David Miliband, the British Foreign Secretary who has been resisting the High Court’s efforts to release the document, now describes the decision as irresponsible.

David Miliband accused the two senior judges of irresponsibly “charging in” to a diplomatically sensitive area over what happened to former terror detainee Binyam Mohamed while held by the Americans in Pakistan.

Jonathan Sumption QC, appearing for the Foreign Secretary, told the Court of Appeal the judges’ stance was “both, in many respects, unnecessary and profoundly damaging to the interests of this country.”

Mr Sumption added: “I would go so far as to say their views were irresponsible.”

To put this in context, Miliband has argued that disclosure of Mohamed’s torture while in captivity in Pakistan would harm British national security because the U.S. Government allegedly threatened to reduce intelligence-sharing with the British if the seven paragraphs were made public.  The Foreign Secretary claimed that the Bush Administration (and subsequently, the Obama Administration) would re-evaluate its intelligence-sharing operation with Britain if it feared that British judges would declassify CIA intelligence without the express permission of U.S. officials.  For its part, the Obama Administration praised the U.K. Government last February when it previously concealed the information of Mohamed’s torture.  In addition, the U.S. State Department denounced the High Court’s reversal of opinion, stating that confidentiality of such sensitive information was central to intelligence-sharing.

However, The High Court rejected the Foreign Secretary’s rationale, asserting that there was insufficient evidence that the U.S. would reduce its intelligence-sharing relationship with the U.K.  The judges also reiterated that the information in the previously redacted seven paragraphs needed to be placed into the public domain because evidence relevant to the allegations of Mohamed’s torture trumped any potential political embarrassment.  Here are a couple of excerpts from the High Court’s ruling:

“The suppression of reports of wrongdoing by officials in circumstances which cannot in any way affect national security is inimical to the rule of law.”

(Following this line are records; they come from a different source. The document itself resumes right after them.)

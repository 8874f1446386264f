//! Memory-mapped access to a device address space.
//!
//! [`MmioAccess`] is the byte-granular read/write interface the emulated
//! transport and the ring-buffer code are written against. [`MemoryWindow`]
//! is a host-memory implementation: a set of BAR-addressed regions, each
//! bounds-checked, used as the shared window of the in-process simulator.

use std::sync::{Mutex, PoisonError};

use crate::error::{EtError, Result};

/// Byte-granular access to a device address space.
pub trait MmioAccess {
    /// Read `buf.len()` bytes starting at `addr`.
    ///
    /// # Errors
    ///
    /// Returns error if the range is not backed by the device.
    fn mmio_read(&self, addr: u64, buf: &mut [u8]) -> Result<()>;

    /// Write `data` starting at `addr`.
    ///
    /// # Errors
    ///
    /// Returns error if the range is not backed by the device.
    fn mmio_write(&self, addr: u64, data: &[u8]) -> Result<()>;

    /// Read a little-endian `u64`.
    ///
    /// # Errors
    ///
    /// Returns error if the range is not backed by the device.
    fn read_u64(&self, addr: u64) -> Result<u64> {
        let mut raw = [0u8; 8];
        self.mmio_read(addr, &mut raw)?;
        Ok(u64::from_le_bytes(raw))
    }

    /// Write a little-endian `u64`.
    ///
    /// # Errors
    ///
    /// Returns error if the range is not backed by the device.
    fn write_u64(&self, addr: u64, value: u64) -> Result<()> {
        self.mmio_write(addr, &value.to_le_bytes())
    }

    /// Read a little-endian `i16`.
    ///
    /// # Errors
    ///
    /// Returns error if the range is not backed by the device.
    fn read_i16(&self, addr: u64) -> Result<i16> {
        let mut raw = [0u8; 2];
        self.mmio_read(addr, &mut raw)?;
        Ok(i16::from_le_bytes(raw))
    }
}

#[derive(Debug)]
struct Region {
    base: u64,
    size: usize,
    bytes: Mutex<Vec<u8>>,
}

impl Region {
    fn contains(&self, addr: u64, len: usize) -> Option<usize> {
        let offset = addr.checked_sub(self.base)?;
        let offset = usize::try_from(offset).ok()?;
        (offset.checked_add(len)? <= self.size).then_some(offset)
    }
}

/// Host-memory backed address space made of disjoint regions.
#[derive(Debug, Default)]
pub struct MemoryWindow {
    regions: Vec<Region>,
}

impl MemoryWindow {
    /// Empty window
    pub fn new() -> Self {
        Self::default()
    }

    /// Back `[base, base + size)` with zeroed memory.
    ///
    /// # Errors
    ///
    /// Returns `InvalidArgument` if the range overlaps an existing region.
    pub fn add_region(&mut self, base: u64, size: usize) -> Result<()> {
        let end = base + size as u64;
        for region in &self.regions {
            let r_end = region.base + region.size as u64;
            if base < r_end && region.base < end {
                return Err(EtError::invalid_argument(format!(
                    "region {base:#x}+{size:#x} overlaps {:#x}+{:#x}",
                    region.base, region.size
                )));
            }
        }
        tracing::debug!("Backing window region {base:#x}+{size:#x}");
        self.regions.push(Region {
            base,
            size,
            bytes: Mutex::new(vec![0; size]),
        });
        Ok(())
    }

    /// Zero `len` bytes at `addr`.
    ///
    /// # Errors
    ///
    /// Returns error if the range is not backed.
    pub fn fill_zero(&self, addr: u64, len: usize) -> Result<()> {
        self.mmio_write(addr, &vec![0; len])
    }

    fn locate(&self, addr: u64, len: usize) -> Result<(&Region, usize)> {
        self.regions
            .iter()
            .find_map(|r| r.contains(addr, len).map(|offset| (r, offset)))
            .ok_or_else(|| {
                EtError::transport_fault(format!("access {addr:#x}+{len:#x} outside the window"))
            })
    }
}

impl MmioAccess for MemoryWindow {
    fn mmio_read(&self, addr: u64, buf: &mut [u8]) -> Result<()> {
        let (region, offset) = self.locate(addr, buf.len())?;
        let bytes = region.bytes.lock().unwrap_or_else(PoisonError::into_inner);
        buf.copy_from_slice(&bytes[offset..offset + buf.len()]);
        Ok(())
    }

    fn mmio_write(&self, addr: u64, data: &[u8]) -> Result<()> {
        let (region, offset) = self.locate(addr, data.len())?;
        let mut bytes = region.bytes.lock().unwrap_or_else(PoisonError::into_inner);
        bytes[offset..offset + data.len()].copy_from_slice(data);
        Ok(())
    }
}
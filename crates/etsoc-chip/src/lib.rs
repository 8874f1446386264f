//! Silicon and protocol model for the ET-SoC-1 accelerator host interface.
//!
//! This crate has **no dependencies** and **no I/O**. It describes what the
//! host sees of the device: PCIe identity and device nodes, the emulated
//! memory window, the ring-buffer control block, the device interface
//! registers published at bring-up, the wire headers and the message-id
//! tables of both command channels.
//!
//! # Crate organisation
//!
//! | Module | Contents |
//! |--------|----------|
//! | [`pcie`] | Vendor/device IDs, `/dev/et<N>_{mgmt,ops}` node naming |
//! | [`bar`] | Emulated BAR bases, descriptor offsets, interrupt vectors |
//! | [`ring`] | Circular buffer control block and space arithmetic |
//! | [`dir`] | Device interface registers (descriptor) layout and CRC span |
//! | [`wire`] | Command / response / event headers (little-endian) |
//! | [`mgmt`] | Management channel message ids and value tables |
//! | [`ops`] | Compute channel message ids and DMA classification |

#![forbid(unsafe_code)]
#![warn(missing_docs)]
#![warn(clippy::all, clippy::pedantic)]
#![allow(clippy::module_name_repetitions)]

pub mod bar;
pub mod dir;
pub mod mgmt;
pub mod ops;
pub mod pcie;
pub mod ring;
pub mod wire;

“A vital public interest requires … that a summary of the most important evidence relating to the involvement of the British security services in wrongdoing be placed in the public domain … Championing the rule of law, not subordinating it, is the cornerstone of democracy.”

It’s interesting that Miliband would decry the judges’ decision to disclose the description of a prisoner’s torture and uphold the rule of law as an “irresponsible” decision that could jeopardize intelligence-sharing operations with the U.S. and thus weaken the ability of the British Government to combat terrorism.  A few days before President Obama’s inauguration, Miliband himself argued that in order to most effectively combat terrorism, “We must up hold our commitments to human rights and civil liberties both at home and abroad.”  He also added that “Democracies must respond to terrorism by championing the rule of law, not subordinating it.”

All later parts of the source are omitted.